October 4th 2008
Pesky Furriners

G
ood old Yankee know-how has been on display in Waziristan lately, as drone-fired missiles are slamming into rat-filled hovels. The latest report claims 20 “militants” - al-Qaeda and taliban terrorists - were killed.
A fine thing indeed, but what’s with this paragraph?
One attack in Mohammadkhel village about 28 miles west of Miran Shah, the region’s main town, killed about 19 people, most of them alleged militants but also including about a half-dozen foreigners, the officials said, citing agents in the field.

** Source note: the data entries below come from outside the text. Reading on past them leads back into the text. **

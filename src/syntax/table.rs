use std::cell::RefCell;
use std::collections::{HashMap, HashSet};
use std::rc::Rc;

use crate::kernel::errors::{Error, Result};
use crate::kernel::tree::{INDENT_CLOSE, INDENT_OPEN};
use crate::syntax::token::{Scanner, TokenKind};

/// The grammar, as data: operator priorities, delimiter pairs, the token
/// set the scanner splits symbols against, and nested child syntaxes. The
/// table is mutable while parsing because `syntax` directives in the source
/// may extend it mid-stream; the parser is its only mutator.
pub struct SyntaxTable {
    infix_priority: HashMap<String, i32>,
    prefix_priority: HashMap<String, i32>,
    postfix_priority: HashMap<String, i32>,
    pub statement_priority: i32,
    pub function_priority: i32,
    pub default_priority: i32,
    block_delimiters: HashMap<String, String>,
    text_delimiters: HashMap<String, String>,
    comment_delimiters: HashMap<String, String>,
    known_tokens: HashSet<String>,
    known_prefixes: HashSet<String>,
    /// Child syntaxes by the opening delimiter that activates them.
    children: HashMap<String, (SyntaxRef, String)>,
    /// Child tables by name, so one child serves several delimiter pairs.
    subsyntax: HashMap<String, SyntaxRef>,
}

pub type SyntaxRef = Rc<RefCell<SyntaxTable>>;

/// Resolves a child-syntax name to the text of its syntax description.
/// The CLI maps names to `.syntax` files; tests map them in memory.
pub trait SyntaxResolver {
    fn resolve(&self, name: &str) -> Option<String>;
}

/// A resolver that knows no child syntaxes.
pub struct NoResolver;

impl SyntaxResolver for NoResolver {
    fn resolve(&self, _name: &str) -> Option<String> {
        None
    }
}

/// An in-memory resolver, mostly for tests.
pub struct MapResolver(pub HashMap<String, String>);

impl SyntaxResolver for MapResolver {
    fn resolve(&self, name: &str) -> Option<String> {
        self.0.get(name).cloned()
    }
}

impl SyntaxTable {
    pub fn empty() -> SyntaxRef {
        Rc::new(RefCell::new(SyntaxTable {
            infix_priority: HashMap::new(),
            prefix_priority: HashMap::new(),
            postfix_priority: HashMap::new(),
            statement_priority: 100,
            function_priority: 200,
            default_priority: 0,
            block_delimiters: HashMap::new(),
            text_delimiters: HashMap::new(),
            comment_delimiters: HashMap::new(),
            known_tokens: HashSet::new(),
            known_prefixes: HashSet::new(),
            children: HashMap::new(),
            subsyntax: HashMap::new(),
        }))
    }

    /// The default grammar, loaded from the embedded syntax description so
    /// that even the boot grammar stays data.
    pub fn arbor() -> Result<SyntaxRef> {
        let table = SyntaxTable::empty();
        read_syntax_source(include_str!("arbor.syntax"), &table, &NoResolver)?;
        Ok(table)
    }

    pub fn infix_priority(&self, name: &str) -> i32 {
        match self.infix_priority.get(name) {
            Some(&p) if p != 0 => p,
            _ => self.default_priority,
        }
    }

    pub fn prefix_priority(&self, name: &str) -> i32 {
        match self.prefix_priority.get(name) {
            Some(&p) if p != 0 => p,
            _ => self.default_priority,
        }
    }

    pub fn postfix_priority(&self, name: &str) -> i32 {
        match self.postfix_priority.get(name) {
            Some(&p) if p != 0 => p,
            _ => self.default_priority,
        }
    }

    pub fn set_infix_priority(&mut self, name: &str, priority: i32) {
        if priority != 0 {
            self.infix_priority.insert(name.to_string(), priority);
        }
    }

    pub fn set_prefix_priority(&mut self, name: &str, priority: i32) {
        if priority != 0 {
            self.prefix_priority.insert(name.to_string(), priority);
        }
    }

    pub fn set_postfix_priority(&mut self, name: &str, priority: i32) {
        if priority != 0 {
            self.postfix_priority.insert(name.to_string(), priority);
        }
    }

    pub fn block_delimiter(&mut self, opening: &str, closing: &str) {
        self.block_delimiters
            .insert(opening.to_string(), closing.to_string());
    }

    pub fn text_delimiter(&mut self, opening: &str, closing: &str) {
        self.text_delimiters
            .insert(opening.to_string(), closing.to_string());
    }

    pub fn comment_delimiter(&mut self, opening: &str, closing: &str) {
        self.comment_delimiters
            .insert(opening.to_string(), closing.to_string());
    }

    /// The closing delimiter if `opening` opens a block.
    pub fn is_block(&self, opening: &str) -> Option<String> {
        self.block_delimiters.get(opening).cloned()
    }

    pub fn is_comment(&self, opening: &str) -> Option<String> {
        self.comment_delimiters.get(opening).cloned()
    }

    pub fn is_text_delimiter(&self, opening: &str) -> Option<String> {
        self.text_delimiters.get(opening).cloned()
    }

    /// Whether the name is declared as an infix at all, as opposed to
    /// merely falling back to the default priority.
    pub fn has_infix(&self, name: &str) -> bool {
        matches!(self.infix_priority.get(name), Some(&p) if p != 0)
    }

    pub fn known_token(&self, token: &str) -> bool {
        self.known_tokens.contains(token)
    }

    pub fn known_prefix(&self, token: &str) -> bool {
        self.known_prefixes.contains(token)
    }

    /// Register a token and all its proper prefixes so the scanner can
    /// split symbol runs on it.
    pub fn register_token(&mut self, token: &str) {
        let chars: Vec<char> = token.chars().collect();
        for i in 1..chars.len() {
            let prefix: String = chars[..i].iter().collect();
            self.known_prefixes.insert(prefix);
        }
        self.known_tokens.insert(token.to_string());
    }

    /// The child syntax and its closing delimiter, if `opening` activates
    /// a nested sub-grammar.
    pub fn child_syntax(&self, opening: &str) -> Option<(SyntaxRef, String)> {
        self.children.get(opening).cloned()
    }
}

#[derive(Clone, Copy)]
enum ReaderState {
    Unknown,
    Prefix,
    Infix,
    Postfix,
    Comment,
    CommentDef,
    Text,
    TextDef,
    Block,
    BlockDef,
    SyntaxName,
    SyntaxEntry,
    SyntaxDef,
}

impl ReaderState {
    /// Delimiter-accepting states register every token they see, not just
    /// symbols, so alphabetic delimiters split correctly too.
    fn registers_all(&self) -> bool {
        !matches!(
            self,
            ReaderState::Unknown | ReaderState::Prefix | ReaderState::Infix | ReaderState::Postfix
        )
    }
}

/// Parse a keyword-driven syntax description from the scanner into the
/// table. `indents` tracks nesting: an inline `syntax` block starts at zero
/// and ends when its block closes; a whole file starts at one and ends at
/// end of input.
pub fn read_syntax(
    scanner: &mut Scanner,
    table: &SyntaxRef,
    resolver: &dyn SyntaxResolver,
    mut indents: u32,
) -> Result<()> {
    let mut state = ReaderState::Unknown;
    let mut priority: i32 = 0;
    let mut entry = String::new();
    let mut current_child: Option<SyntaxRef> = None;

    loop {
        let token = scanner.next_token();

        if token == TokenKind::Symbol || state.registers_all() {
            let text = scanner.token_text().to_string();
            if matches!(
                token,
                TokenKind::Name | TokenKind::Symbol | TokenKind::Text
            ) {
                table.borrow_mut().register_token(&text);
            }
        }

        match token {
            TokenKind::Eof => break,
            TokenKind::Integer => priority = scanner.integer_value() as i32,
            TokenKind::Indent | TokenKind::ParOpen => indents += 1,
            TokenKind::Unindent | TokenKind::ParClose => {
                if indents > 0 {
                    indents -= 1;
                }
                if indents == 0 {
                    break;
                }
            }
            TokenKind::Name | TokenKind::Symbol | TokenKind::Text => {
                let mut text = if token == TokenKind::Text {
                    scanner.text_value().to_string()
                } else {
                    scanner.token_text().to_string()
                };
                if text == "NEWLINE" {
                    text = "\n".to_string();
                } else if text == "INDENT" {
                    text = INDENT_OPEN.to_string();
                } else if text == "UNINDENT" {
                    text = INDENT_CLOSE.to_string();
                }

                match text.as_str() {
                    "INFIX" => state = ReaderState::Infix,
                    "PREFIX" => state = ReaderState::Prefix,
                    "POSTFIX" => state = ReaderState::Postfix,
                    "BLOCK" => state = ReaderState::Block,
                    "COMMENT" => state = ReaderState::Comment,
                    "TEXT" => state = ReaderState::Text,
                    "SYNTAX" => state = ReaderState::SyntaxName,
                    "STATEMENT" => table.borrow_mut().statement_priority = priority,
                    "FUNCTION" => table.borrow_mut().function_priority = priority,
                    "DEFAULT" => table.borrow_mut().default_priority = priority,
                    _ => match state {
                        ReaderState::Unknown => {}
                        ReaderState::Prefix => {
                            table.borrow_mut().set_prefix_priority(&text, priority)
                        }
                        ReaderState::Infix => {
                            table.borrow_mut().set_infix_priority(&text, priority)
                        }
                        ReaderState::Postfix => {
                            table.borrow_mut().set_postfix_priority(&text, priority)
                        }
                        ReaderState::Comment => {
                            entry = text;
                            state = ReaderState::CommentDef;
                        }
                        ReaderState::CommentDef => {
                            table.borrow_mut().comment_delimiter(&entry, &text);
                            state = ReaderState::Comment;
                        }
                        ReaderState::Text => {
                            entry = text;
                            state = ReaderState::TextDef;
                        }
                        ReaderState::TextDef => {
                            table.borrow_mut().text_delimiter(&entry, &text);
                            state = ReaderState::Text;
                        }
                        ReaderState::Block => {
                            entry = text;
                            let mut borrowed = table.borrow_mut();
                            borrowed.set_infix_priority(&entry, priority);
                            state = ReaderState::BlockDef;
                        }
                        ReaderState::BlockDef => {
                            let mut borrowed = table.borrow_mut();
                            borrowed.block_delimiter(&entry, &text);
                            borrowed.block_delimiter(&text, "");
                            borrowed.set_infix_priority(&text, priority);
                            state = ReaderState::Block;
                        }
                        ReaderState::SyntaxName => {
                            let child = {
                                let existing =
                                    table.borrow().subsyntax.get(&text).cloned();
                                match existing {
                                    Some(child) => child,
                                    None => {
                                        let source =
                                            resolver.resolve(&text).ok_or_else(|| {
                                                Error::lexical(
                                                    format!(
                                                        "cannot find syntax description '{}'",
                                                        text
                                                    ),
                                                    scanner.position(),
                                                )
                                            })?;
                                        let child = SyntaxTable::empty();
                                        read_syntax_source(&source, &child, resolver)?;
                                        table
                                            .borrow_mut()
                                            .subsyntax
                                            .insert(text.clone(), child.clone());
                                        child
                                    }
                                }
                            };
                            current_child = Some(child);
                            state = ReaderState::SyntaxEntry;
                        }
                        ReaderState::SyntaxEntry => {
                            entry = text;
                            state = ReaderState::SyntaxDef;
                        }
                        ReaderState::SyntaxDef => {
                            if let Some(child) = &current_child {
                                table
                                    .borrow_mut()
                                    .children
                                    .insert(entry.clone(), (child.clone(), text));
                            }
                            state = ReaderState::SyntaxEntry;
                        }
                    },
                }
            }
            _ => {}
        }
    }
    Ok(())
}

/// Read a syntax description from text, e.g. a `.syntax` file or the
/// embedded default. The description is scanned with an empty table.
pub fn read_syntax_source(
    source: &str,
    table: &SyntaxRef,
    resolver: &dyn SyntaxResolver,
) -> Result<()> {
    let scanning = SyntaxTable::empty();
    let mut scanner = Scanner::new(source, 0, scanning);
    read_syntax(&mut scanner, table, resolver, 1)
}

You mean the foreigners weren’t also terrorists? Were they perhaps European tourists on an eco-tour? Hollywood stars and Parisian fashion models on a round-the-world Smug Quest?
More likely they were jihadis from Saudi Arabia and Yemen, or Euro-Muslims on the only real kind of tour that reaches those parts, jihad madrassa tours. A half-dozen foreigners? A half dozen more dead terrorists, most likely.

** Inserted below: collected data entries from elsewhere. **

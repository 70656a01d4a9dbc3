use crate::kernel::errors::Error;
use crate::kernel::info::InfoRef;
use crate::kernel::tree::{Position, Tree, TreeData, TreeRef, INDENT_CLOSE, INDENT_OPEN};
use crate::syntax::table::{read_syntax, SyntaxRef, SyntaxResolver};
use crate::syntax::token::{Scanner, TokenKind};

/// Options pinned per parser. Signed-constant folding observably changes
/// the tree (`-3` becomes a negative literal instead of a prefix), so it is
/// fixed at construction and applies to the whole input.
#[derive(Clone, Copy, Debug)]
pub struct ParserOptions {
    pub signed_constants: bool,
}

impl Default for ParserOptions {
    fn default() -> ParserOptions {
        ParserOptions {
            signed_constants: false,
        }
    }
}

/// An operator waiting for its right operand, with the argument parsed so
/// far and the priority that decides when it folds.
struct Pending {
    opcode: String,
    argument: TreeRef,
    priority: i32,
    position: Position,
}

/// The explicit state of one expression parse. Block and sub-syntax
/// recursion get a fresh record; the enclosing one is untouched.
struct ParseState {
    result: Option<TreeRef>,
    result_priority: i32,
    stack: Vec<Pending>,
    new_statement: bool,
    is_expression: bool,
}

/// Token stream to tree. There is no grammar here: every decision comes
/// from the syntax table, looked up token by token.
pub struct Parser<'r> {
    scanner: Scanner,
    syntax: SyntaxRef,
    info: InfoRef,
    resolver: &'r dyn SyntaxResolver,
    options: ParserOptions,
    pending: Option<TokenKind>,
    opening_quote: String,
    closing_quote: String,
    comments: Vec<String>,
    commented: Option<TreeRef>,
    beginning_line: bool,
    had_space_before: bool,
    had_space_after: bool,
    errors: Vec<Error>,
}

/// The prefix marker on the pending stack: an entry with an empty opcode is
/// a prefix application, anything else an infix.
const PREFIX_MARKER: &str = "";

Since this is evidence of stepped-up efforts to win the war in Afghanistan by taking out the terrorist dregs that dragged that sorry butts back to the mountains after we took out most of their compadres in Iraq, one would think that Barack “The Kabul Kid” Obama will be singing the praises of the attack. Bets anyone? Anyone think he’ll actually praise a successful military action?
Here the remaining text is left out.